Hurling insults such as “pansy” or references to gay sex at opponents is widely accepted at professional games in Brazil. FIFA, soccer’s international governing body, has fined the Brazilian soccer federation, along with other Latin American organizations, over the issue several times in recent years.
“It’s gives me a knot in the pit of my stomach when I hear that, en masse, at a stadium,” said Flávio Amaral, a BeesCats player.

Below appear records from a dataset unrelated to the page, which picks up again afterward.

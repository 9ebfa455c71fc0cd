//! Thin wrappers over the kernel surface the engine needs outside of
//! memory mapping: file access, futex, and the environment block handed
//! over by the kernel.

use crate::error::{io_error, not_found_error};
use crate::Result;
use alloc::borrow::ToOwned;
use alloc::ffi::CString;
use core::ffi::CStr;
use core::sync::atomic::AtomicU32;

const FUTEX_WAIT: usize = 0;
const FUTEX_WAKE: usize = 1;

/// An open file descriptor plus the name it was opened under.
pub struct RawFile {
    name: CString,
    fd: i32,
}

impl RawFile {
    pub fn open(path: &CStr) -> Result<RawFile> {
        let fd = unsafe { libc::open(path.as_ptr(), libc::O_RDONLY) };
        if fd < 0 {
            return Err(not_found_error(alloc::format!(
                "cannot open {}",
                path.to_str().unwrap_or("<non-utf8>")
            )));
        }
        Ok(RawFile {
            name: path.to_owned(),
            fd,
        })
    }

    #[inline]
    pub fn name(&self) -> &CStr {
        &self.name
    }

    #[inline]
    pub fn fd(&self) -> i32 {
        self.fd
    }

    /// Read exactly `buf.len()` bytes at the given file offset.
    pub fn read_at(&self, buf: &mut [u8], offset: usize) -> Result<()> {
        let mut done = 0;
        while done < buf.len() {
            let ret = unsafe {
                libc::pread(
                    self.fd,
                    buf[done..].as_mut_ptr().cast(),
                    buf.len() - done,
                    (offset + done) as _,
                )
            };
            if ret <= 0 {
                return Err(io_error("short read"));
            }
            done += ret as usize;
        }
        Ok(())
    }

    /// The (device, inode) pair identifying the underlying file, used to
    /// de-duplicate the same binary reached through different names.
    pub fn dev_ino(&self) -> Result<(u64, u64)> {
        let mut st = core::mem::MaybeUninit::<libc::stat>::uninit();
        let ret = unsafe { libc::fstat(self.fd, st.as_mut_ptr()) };
        if ret != 0 {
            return Err(io_error("fstat failed"));
        }
        let st = unsafe { st.assume_init() };
        Ok((st.st_dev as u64, st.st_ino as u64))
    }

    /// Check whether a file exists and is openable without keeping it open.
    pub fn exists(path: &CStr) -> bool {
        let fd = unsafe { libc::open(path.as_ptr(), libc::O_RDONLY) };
        if fd < 0 {
            return false;
        }
        unsafe { libc::close(fd) };
        true
    }
}

/// Stat a path without opening it; used to de-duplicate files reached
/// through different names before mapping them a second time.
pub fn stat_dev_ino(path: &CStr) -> Option<(u64, u64)> {
    let mut st = core::mem::MaybeUninit::<libc::stat>::uninit();
    let ret = unsafe { libc::stat(path.as_ptr(), st.as_mut_ptr()) };
    if ret != 0 {
        return None;
    }
    let st = unsafe { st.assume_init() };
    Some((st.st_dev as u64, st.st_ino as u64))
}

impl Drop for RawFile {
    fn drop(&mut self) {
        unsafe { libc::close(self.fd) };
    }
}

/// Block until `*addr != val` or a wake-up arrives.
pub fn futex_wait(addr: &AtomicU32, val: u32) {
    unsafe {
        let _ = syscalls::raw_syscall!(
            syscalls::Sysno::futex,
            addr.as_ptr(),
            FUTEX_WAIT,
            val as usize,
            0,
            0,
            0
        );
    }
}

/// Wake up to `count` waiters blocked on `addr`.
pub fn futex_wake(addr: &AtomicU32, count: u32) {
    unsafe {
        let _ = syscalls::raw_syscall!(
            syscalls::Sysno::futex,
            addr.as_ptr(),
            FUTEX_WAKE,
            count as usize,
            0,
            0,
            0
        );
    }
}

/// Look up `name` in a kernel-supplied `envp` block.
///
/// Returns the value part of the first `name=value` entry. The engine cannot
/// use a libc getenv: there is no libc yet when this runs.
pub unsafe fn env_get(
    envp: *const *const core::ffi::c_char,
    name: &str,
) -> Option<&'static CStr> {
    if envp.is_null() {
        return None;
    }
    let mut cur = envp;
    unsafe {
        while !(*cur).is_null() {
            let entry = CStr::from_ptr(*cur);
            let bytes = entry.to_bytes();
            if bytes.len() > name.len()
                && &bytes[..name.len()] == name.as_bytes()
                && bytes[name.len()] == b'='
            {
                return Some(CStr::from_ptr((*cur).add(name.len() + 1)));
            }
            cur = cur.add(1);
        }
    }
    None
}

#[cfg(test)]
mod tests {
    use super::*;
    use core::ptr::null;

    #[test]
    fn env_get_finds_value() {
        let a = c"LD_BIND_NOW=1";
        let b = c"PATH=/bin";
        let envp = [a.as_ptr(), b.as_ptr(), null()];
        let found = unsafe { env_get(envp.as_ptr(), "PATH") }.unwrap();
        assert_eq!(found, c"/bin");
        assert!(unsafe { env_get(envp.as_ptr(), "PAT") }.is_none());
        assert_eq!(
            unsafe { env_get(envp.as_ptr(), "LD_BIND_NOW") }.unwrap(),
            c"1"
        );
    }
}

There are several official LGBT fan clubs for professional teams, although they seldom go to the stadiums openly, fearing for their safety. High-stakes soccer games in Brazil are infamously violent — brawls are common and sometimes result in deaths. In January 2017, members of a fan club for a second-division team were violently assaulted after they brought out a rainbow flag in the stands.
Nathalia Duarte, the founder of Galo Queer, a fan group for one of Brazil’s main clubs, said the group was bombarded with violent threats after it created its Facebook page. “We still don’t think it’s safe to go to stadiums as a queer fan club,” she said. “But prejudice is so ingrained in soccer, it wasn’t even discussed, so we feel we have to discuss it.”
Braga, the former professional player, says he can’t help but reflect on the opportunities he passed up.
“Seeing some of the guys from my time as pro playing on TV, some of them in Europe even, it definitely makes me wonder about what would have happened if I could continue playing after coming out,” he said. “But now I’m so proud to be a part of this team and spreading this movement.”